PROBLEM REQUIREMENTS:
Using the listing below, set down exactly the lines starting at the line that contains "pub const RET: u8 = 0x2A;" and ending at the line that contains "pub const BR: u8 = 0x38;", both included, and no others.

─── PROVIDED RECORDS ───

//! CIL opcode byte constants (ECMA-335) for the subset the patch engine models.
//!
//! Single-byte opcodes are named after their mnemonic (e.g. [`CALL`] = `0x28`). Two-byte
//! opcodes that use the `0xFE` prefix have their second byte stored with an `FE_` prefix
//! (e.g. [`FE_CEQ`] = `0x01` for the `ceq` instruction `0xFE 0x01`).
//!
//! Opcodes outside this subset (indirect loads, array access, overflow arithmetic, ...) do
//! not occur in the call sites the engine anchors on and are rejected by
//! [`crate::assembly::OpcodeInfo::by_mnemonic`].
#![allow(missing_docs)]

// Misc
pub const NOP: u8 = 0x00;

// Load/store argument shorthand
pub const LDARG_0: u8 = 0x02;
pub const LDARG_1: u8 = 0x03;
pub const LDARG_2: u8 = 0x04;
pub const LDARG_3: u8 = 0x05;

// Load/store local shorthand
pub const LDLOC_0: u8 = 0x06;
pub const LDLOC_1: u8 = 0x07;
pub const LDLOC_2: u8 = 0x08;
pub const LDLOC_3: u8 = 0x09;
pub const STLOC_0: u8 = 0x0A;
pub const STLOC_1: u8 = 0x0B;
pub const STLOC_2: u8 = 0x0C;
pub const STLOC_3: u8 = 0x0D;

// Load/store argument/local (short form)
pub const LDARG_S: u8 = 0x0E;
pub const STARG_S: u8 = 0x10;
pub const LDLOC_S: u8 = 0x11;
pub const STLOC_S: u8 = 0x13;

// Null / constant loaders
pub const LDNULL: u8 = 0x14;
pub const LDC_I4_M1: u8 = 0x15;
pub const LDC_I4_0: u8 = 0x16;
pub const LDC_I4_1: u8 = 0x17;
pub const LDC_I4_2: u8 = 0x18;
pub const LDC_I4_3: u8 = 0x19;
pub const LDC_I4_4: u8 = 0x1A;
pub const LDC_I4_5: u8 = 0x1B;
pub const LDC_I4_6: u8 = 0x1C;
pub const LDC_I4_7: u8 = 0x1D;
pub const LDC_I4_8: u8 = 0x1E;
pub const LDC_I4_S: u8 = 0x1F;
pub const LDC_I4: u8 = 0x20;
pub const LDC_I8: u8 = 0x21;
pub const LDC_R8: u8 = 0x23;

// Stack manipulation
pub const DUP: u8 = 0x25;
pub const POP: u8 = 0x26;

// Call / return
pub const CALL: u8 = 0x28;
pub const RET: u8 = 0x2A;

// Branch (short form)
pub const BR_S: u8 = 0x2B;
pub const BRFALSE_S: u8 = 0x2C;
pub const BRTRUE_S: u8 = 0x2D;
pub const BEQ_S: u8 = 0x2E;
pub const BGE_S: u8 = 0x2F;
pub const BGT_S: u8 = 0x30;
pub const BLE_S: u8 = 0x31;
pub const BLT_S: u8 = 0x32;
pub const BNE_UN_S: u8 = 0x33;

// Branch (long form)
pub const BR: u8 = 0x38;
pub const BRFALSE: u8 = 0x39;
pub const BRTRUE: u8 = 0x3A;
pub const BEQ: u8 = 0x3B;
pub const BGE: u8 = 0x3C;
pub const BGT: u8 = 0x3D;
pub const BLE: u8 = 0x3E;
pub const BLT: u8 = 0x3F;
pub const BNE_UN: u8 = 0x40;

// Switch
pub const SWITCH: u8 = 0x45;

// Arithmetic
pub const ADD: u8 = 0x58;
pub const SUB: u8 = 0x59;
pub const MUL: u8 = 0x5A;
pub const DIV: u8 = 0x5B;
pub const REM: u8 = 0x5D;

// Bitwise / logical
pub const AND: u8 = 0x5F;
pub const OR: u8 = 0x60;
pub const XOR: u8 = 0x61;
pub const NEG: u8 = 0x65;
pub const NOT: u8 = 0x66;

// Conversion
pub const CONV_I4: u8 = 0x69;
pub const CONV_I8: u8 = 0x6A;
pub const CONV_R8: u8 = 0x6C;

// Virtual call / object model
pub const CALLVIRT: u8 = 0x6F;
pub const LDSTR: u8 = 0x72;
pub const NEWOBJ: u8 = 0x73;
pub const CASTCLASS: u8 = 0x74;
pub const ISINST: u8 = 0x75;

// Exception
pub const THROW: u8 = 0x7A;

// Boxing
pub const BOX: u8 = 0x8C;

// Exception handling
pub const ENDFINALLY: u8 = 0xDC;
pub const LEAVE: u8 = 0xDD;
pub const LEAVE_S: u8 = 0xDE;

// ── Two-byte opcodes (0xFE prefix) ─────────────────────────────────────────
//
// The first byte is always FE_PREFIX; the constants below are the second byte.

pub const FE_PREFIX: u8 = 0xFE;

pub const FE_CEQ: u8 = 0x01;
pub const FE_CGT: u8 = 0x02;
pub const FE_CLT: u8 = 0x04;
pub const FE_ENDFILTER: u8 = 0x11;
pub const FE_RETHROW: u8 = 0x1A;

───

RESULT:
pub const RET: u8 = 0x2A;

// Branch (short form)
pub const BR_S: u8 = 0x2B;
pub const BRFALSE_S: u8 = 0x2C;
pub const BRTRUE_S: u8 = 0x2D;
pub const BEQ_S: u8 = 0x2E;
pub const BGE_S: u8 = 0x2F;
pub const BGT_S: u8 = 0x30;
pub const BLE_S: u8 = 0x31;
pub const BLT_S: u8 = 0x32;
pub const BNE_UN_S: u8 = 0x33;

// Branch (long form)
pub const BR: u8 = 0x38;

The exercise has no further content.